## Stored entries
▬▬▬▬▬▬▬▬▬▬
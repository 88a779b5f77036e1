//! Byte Racer - top-down arcade racing through polygonal levels
//!
//! Core modules:
//! - `sim`: Frame-stepped simulation (geometry, level state, player physics, session)
//! - `persistence`: Level and dialog documents, file I/O
//! - `tuning`: Data-driven physics balance
//! - `records`: Per-level best times and collected files

pub mod persistence;
pub mod records;
pub mod sim;
pub mod tuning;

pub use persistence::{DialogBook, DialogLine, PersistenceError};
pub use records::{LevelRecord, LevelRecords};
pub use tuning::Tuning;

/// Game configuration constants
pub mod consts {
    /// Frame step used by the headless runner (the game itself steps with measured dt)
    pub const FRAME_DT: f32 = 1.0 / 60.0;

    /// Player collision radius
    pub const PLAYER_RADIUS: f32 = 10.0;
    /// Thrust acceleration along the heading (units/s²)
    pub const PLAYER_SPEED: f32 = 420.0;
    /// Turning rate (radians/s)
    pub const PLAYER_TURNING_SPEED: f32 = 3.0;
    /// Velocity magnitude cap (units/s)
    pub const PLAYER_MAX_SPEED: f32 = 300.0;
    /// Fraction of velocity left after one second of coasting
    pub const PLAYER_FRICTION: f32 = 0.3;
    /// Health, in seconds of exposure to danger zones
    pub const PLAYER_MAX_HP: f32 = 2.0;
    /// Spawn heading when a level does not override it (pointing up)
    pub const PLAYER_START_ANGLE: f32 = -std::f32::consts::FRAC_PI_2;

    /// Speed kept after reflecting off a wall
    pub const BOUNCE_SLOWDOWN: f32 = 0.6;
    /// Hits shallower than this (radians from the wall surface) slide instead of bounce
    pub const GRAZE_ANGLE: f32 = 0.349_065_85; // 20 degrees
    /// Gap left between player and wall after depenetration
    pub const COLLISION_EPSILON: f32 = 0.01;

    /// Rendered and collided wall thickness
    pub const WALL_THICKNESS: f32 = 8.0;
    /// Pickup radius
    pub const PICKUP_RADIUS: f32 = 10.0;
    /// Seconds a collected pickup takes to shrink away on the map
    pub const PICKUP_DESPAWN_TIME: f32 = 0.3;

    /// Spacing between trail links at rest
    pub const TRAIL_REST_DISTANCE: f32 = 20.0;
    /// Spring stiffness pulling each link toward its leader
    pub const TRAIL_STIFFNESS: f32 = 60.0;
    /// Fraction of link velocity left after one second
    pub const TRAIL_DAMPING: f32 = 0.02;
}

/// Normalized angle to [-π, π)
#[inline]
pub fn normalize_angle(mut angle: f32) -> f32 {
    use std::f32::consts::PI;
    while angle >= PI {
        angle -= 2.0 * PI;
    }
    while angle < -PI {
        angle += 2.0 * PI;
    }
    angle
}

/// Format seconds as `MM:SS.CC` (minutes wrap at one hour)
pub fn format_time(time: f64) -> String {
    let time = time.max(0.0);
    format!(
        "{:02}:{:02}.{:02}",
        (time / 60.0) as u64 % 60,
        time as u64 % 60,
        (time * 100.0) as u64 % 100
    )
}
//! Frame-stepped simulation module
//!
//! All gameplay logic lives here. No rendering, input polling or audio:
//! - Advanced once per frame with that frame's `dt`
//! - Stable iteration order (authored order of walls, zones, pickups)
//! - Collaborators observe through `GameEvent`s

pub mod geometry;
pub mod level;
pub mod player;
pub mod state;
pub mod tick;

pub use geometry::{
    SegmentContact, circle_intersects_polygon, circle_segment_contact, circles_overlap,
    closest_point_on_segment, perpendicular, point_in_polygon, reflect_velocity,
};
pub use level::{Level, Pickup, PickupKind, Wall, WallKind, Zone, ZoneKind};
pub use player::{Player, TrailLink};
pub use state::{ActiveDialog, Completion, GameEvent, GameSession, SessionPhase};
pub use tick::{TickInput, tick};
//! Level layout and its per-session trigger state
//!
//! A level is immutable after load except for the trigger timers on walls,
//! zones and pickups, which `reset_runtime` clears whenever the level is
//! (re)entered.

use glam::Vec2;

use crate::consts::*;
use crate::persistence::DialogLine;

/// Wall flavours. Doors open permanently once the matching key is carried into them.
#[derive(Debug, Clone, Copy, PartialEq, Eq)]
pub enum WallKind {
    Wall,
    Door { key_id: u8 },
}

impl WallKind {
    /// Integer tag used by the level format
    pub fn code(&self) -> i64 {
        match self {
            WallKind::Wall => 0,
            WallKind::Door { .. } => 1,
        }
    }
}

/// A polyline obstacle
#[derive(Debug, Clone, PartialEq)]
pub struct Wall {
    pub kind: WallKind,
    pub points: Vec<Vec2>,
    /// Seconds since a door was opened (None = closed)
    pub time_since_trigger: Option<f32>,
}

impl Wall {
    pub fn new(kind: WallKind, points: Vec<Vec2>) -> Self {
        Self {
            kind,
            points,
            time_since_trigger: None,
        }
    }

    pub fn is_door(&self) -> bool {
        matches!(self.kind, WallKind::Door { .. })
    }

    /// Open doors no longer collide or render
    pub fn is_open(&self) -> bool {
        self.time_since_trigger.is_some()
    }

    /// Consecutive point pairs; empty for walls with fewer than two points
    pub fn segments(&self) -> impl Iterator<Item = (Vec2, Vec2)> + '_ {
        self.points.windows(2).map(|pair| (pair[0], pair[1]))
    }
}

/// Zone behaviour and its payload
#[derive(Debug, Clone, Copy, PartialEq)]
pub enum ZoneKind {
    /// Finish line
    End,
    /// Opens a dialog sequence of the current level the first time it is touched
    DialogTrigger { dialog_index: i32 },
    /// Pushes anything inside along `angle` (radians), scaled by `power`
    OneWay { angle: f32, power: f32 },
    /// Drains health while overlapped
    Danger,
}

impl ZoneKind {
    /// Integer tag used by the level format
    pub fn code(&self) -> i64 {
        match self {
            ZoneKind::End => 0,
            ZoneKind::DialogTrigger { .. } => 1,
            ZoneKind::OneWay { .. } => 2,
            ZoneKind::Danger => 3,
        }
    }
}

/// A polygonal trigger region
#[derive(Debug, Clone, PartialEq)]
pub struct Zone {
    pub kind: ZoneKind,
    pub points: Vec<Vec2>,
    /// Seconds since first triggered (None = untouched)
    pub time_since_trigger: Option<f32>,
}

impl Zone {
    pub fn new(kind: ZoneKind, points: Vec<Vec2>) -> Self {
        Self {
            kind,
            points,
            time_since_trigger: None,
        }
    }
}

#[derive(Debug, Clone, Copy, PartialEq, Eq)]
pub enum PickupKind {
    Key,
    File,
}

impl PickupKind {
    /// Integer tag used by the level format
    pub fn code(&self) -> i64 {
        match self {
            PickupKind::Key => 0,
            PickupKind::File => 1,
        }
    }
}

/// A collectible
#[derive(Debug, Clone, PartialEq)]
pub struct Pickup {
    pub kind: PickupKind,
    pub position: Vec2,
    /// Matched against `WallKind::Door::key_id` (0 = unset)
    pub id: i32,
    /// Seconds since collected (None = still on the map)
    pub time_since_pickup: Option<f32>,
}

impl Pickup {
    pub fn new(kind: PickupKind, position: Vec2, id: i32) -> Self {
        Self {
            kind,
            position,
            id,
            time_since_pickup: None,
        }
    }

    pub fn is_collected(&self) -> bool {
        self.time_since_pickup.is_some()
    }

    /// On-map radius: full until collected, then shrinking to nothing
    pub fn display_radius(&self, base: f32) -> f32 {
        match self.time_since_pickup {
            None => base,
            Some(t) if t <= PICKUP_DESPAWN_TIME => {
                base * (PICKUP_DESPAWN_TIME - t) / PICKUP_DESPAWN_TIME
            }
            Some(_) => 0.0,
        }
    }
}

/// A playable level
#[derive(Debug, Clone, PartialEq)]
pub struct Level {
    pub name: String,
    /// Collected files needed (across all levels) before this one unlocks
    pub files_required: u16,
    /// Reference completion time in seconds
    pub author_time: f64,
    pub start_position: Vec2,
    pub start_angle: f32,
    /// Dialog sequence shown the first time the level is entered
    pub on_unlock_dialog: Option<i32>,
    /// Doors first (latest-loaded door at the front), then plain walls in authored order
    pub walls: Vec<Wall>,
    pub zones: Vec<Zone>,
    pub pickups: Vec<Pickup>,
    /// Dialog sequences stored in the level file itself
    pub dialogs: Vec<Vec<DialogLine>>,
    /// Whether `on_unlock_dialog` was already shown this run
    pub did_initial_dialog: bool,
}

impl Level {
    pub fn new(name: impl Into<String>, files_required: u16) -> Self {
        Self {
            name: name.into(),
            files_required,
            author_time: 0.0,
            start_position: Vec2::ZERO,
            start_angle: PLAYER_START_ANGLE,
            on_unlock_dialog: None,
            walls: Vec::new(),
            zones: Vec::new(),
            pickups: Vec::new(),
            dialogs: Vec::new(),
            did_initial_dialog: false,
        }
    }

    /// Insert a wall; doors go to the front so they are collision-checked first
    pub fn add_wall(&mut self, wall: Wall) {
        if wall.is_door() {
            self.walls.insert(0, wall);
        } else {
            self.walls.push(wall);
        }
    }

    /// Return every wall, zone and pickup to its untouched state
    pub fn reset_runtime(&mut self) {
        for wall in &mut self.walls {
            wall.time_since_trigger = None;
        }
        for zone in &mut self.zones {
            zone.time_since_trigger = None;
        }
        for pickup in &mut self.pickups {
            pickup.time_since_pickup = None;
        }
    }

    /// Count up zone and pickup timers that have started
    ///
    /// Door timers advance during the player's collision pass.
    pub fn advance_timers(&mut self, dt: f32) {
        for zone in &mut self.zones {
            if let Some(t) = zone.time_since_trigger.as_mut() {
                *t += dt;
            }
        }
        for pickup in &mut self.pickups {
            if let Some(t) = pickup.time_since_pickup.as_mut() {
                *t += dt;
            }
        }
    }

    /// Number of File pickups in the level
    pub fn file_count(&self) -> u32 {
        self.pickups
            .iter()
            .filter(|p| p.kind == PickupKind::File)
            .count() as u32
    }

    /// Number of File pickups collected this session
    pub fn collected_file_count(&self) -> u32 {
        self.pickups
            .iter()
            .filter(|p| p.kind == PickupKind::File && p.is_collected())
            .count() as u32
    }
}

#[cfg(test)]
mod tests {
    use super::*;

    fn segment_wall(kind: WallKind) -> Wall {
        Wall::new(kind, vec![Vec2::ZERO, Vec2::new(10.0, 0.0)])
    }

    #[test]
    fn test_doors_are_inserted_first() {
        let mut level = Level::new("doors", 0);
        level.add_wall(segment_wall(WallKind::Wall));
        level.add_wall(segment_wall(WallKind::Door { key_id: 1 }));
        level.add_wall(segment_wall(WallKind::Wall));
        level.add_wall(segment_wall(WallKind::Door { key_id: 2 }));

        let kinds: Vec<WallKind> = level.walls.iter().map(|w| w.kind).collect();
        assert_eq!(
            kinds,
            vec![
                WallKind::Door { key_id: 2 },
                WallKind::Door { key_id: 1 },
                WallKind::Wall,
                WallKind::Wall,
            ]
        );
    }

    #[test]
    fn test_short_walls_have_no_segments() {
        let wall = Wall::new(WallKind::Wall, vec![Vec2::ZERO]);
        assert_eq!(wall.segments().count(), 0);

        let wall = Wall::new(WallKind::Wall, vec![Vec2::ZERO, Vec2::X, Vec2::ONE]);
        assert_eq!(wall.segments().count(), 2);
    }

    #[test]
    fn test_reset_runtime_clears_timers() {
        let mut level = Level::new("timers", 0);
        level.add_wall(segment_wall(WallKind::Door { key_id: 1 }));
        level.zones.push(Zone::new(ZoneKind::End, vec![Vec2::ZERO, Vec2::X, Vec2::Y]));
        level.pickups.push(Pickup::new(PickupKind::File, Vec2::ZERO, 0));

        level.walls[0].time_since_trigger = Some(1.0);
        level.zones[0].time_since_trigger = Some(0.0);
        level.pickups[0].time_since_pickup = Some(0.0);
        level.advance_timers(0.5);
        assert_eq!(level.zones[0].time_since_trigger, Some(0.5));
        assert_eq!(level.pickups[0].time_since_pickup, Some(0.5));

        level.reset_runtime();
        assert!(!level.walls[0].is_open());
        assert!(level.zones[0].time_since_trigger.is_none());
        assert!(!level.pickups[0].is_collected());
    }

    #[test]
    fn test_file_counts() {
        let mut level = Level::new("files", 0);
        level.pickups.push(Pickup::new(PickupKind::File, Vec2::ZERO, 0));
        level.pickups.push(Pickup::new(PickupKind::Key, Vec2::ZERO, 3));
        level.pickups.push(Pickup::new(PickupKind::File, Vec2::ZERO, 0));
        level.pickups[2].time_since_pickup = Some(0.0);

        assert_eq!(level.file_count(), 2);
        assert_eq!(level.collected_file_count(), 1);
    }

    #[test]
    fn test_pickup_display_radius_shrinks() {
        let mut pickup = Pickup::new(PickupKind::Key, Vec2::ZERO, 1);
        assert_eq!(pickup.display_radius(10.0), 10.0);
        pickup.time_since_pickup = Some(PICKUP_DESPAWN_TIME / 2.0);
        assert!((pickup.display_radius(10.0) - 5.0).abs() < 0.001);
        pickup.time_since_pickup = Some(1.0);
        assert_eq!(pickup.display_radius(10.0), 0.0);
    }
}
▬▬▬▬▬▬▬▬▬▬
## TASK DIRECTIONS
Pull each line containing the word "bool" out of the data above.

## RESULT OF THE EXERCISE
    pub fn is_door(&self) -> bool {
    pub fn is_open(&self) -> bool {
    pub fn is_collected(&self) -> bool {
    pub did_initial_dialog: bool,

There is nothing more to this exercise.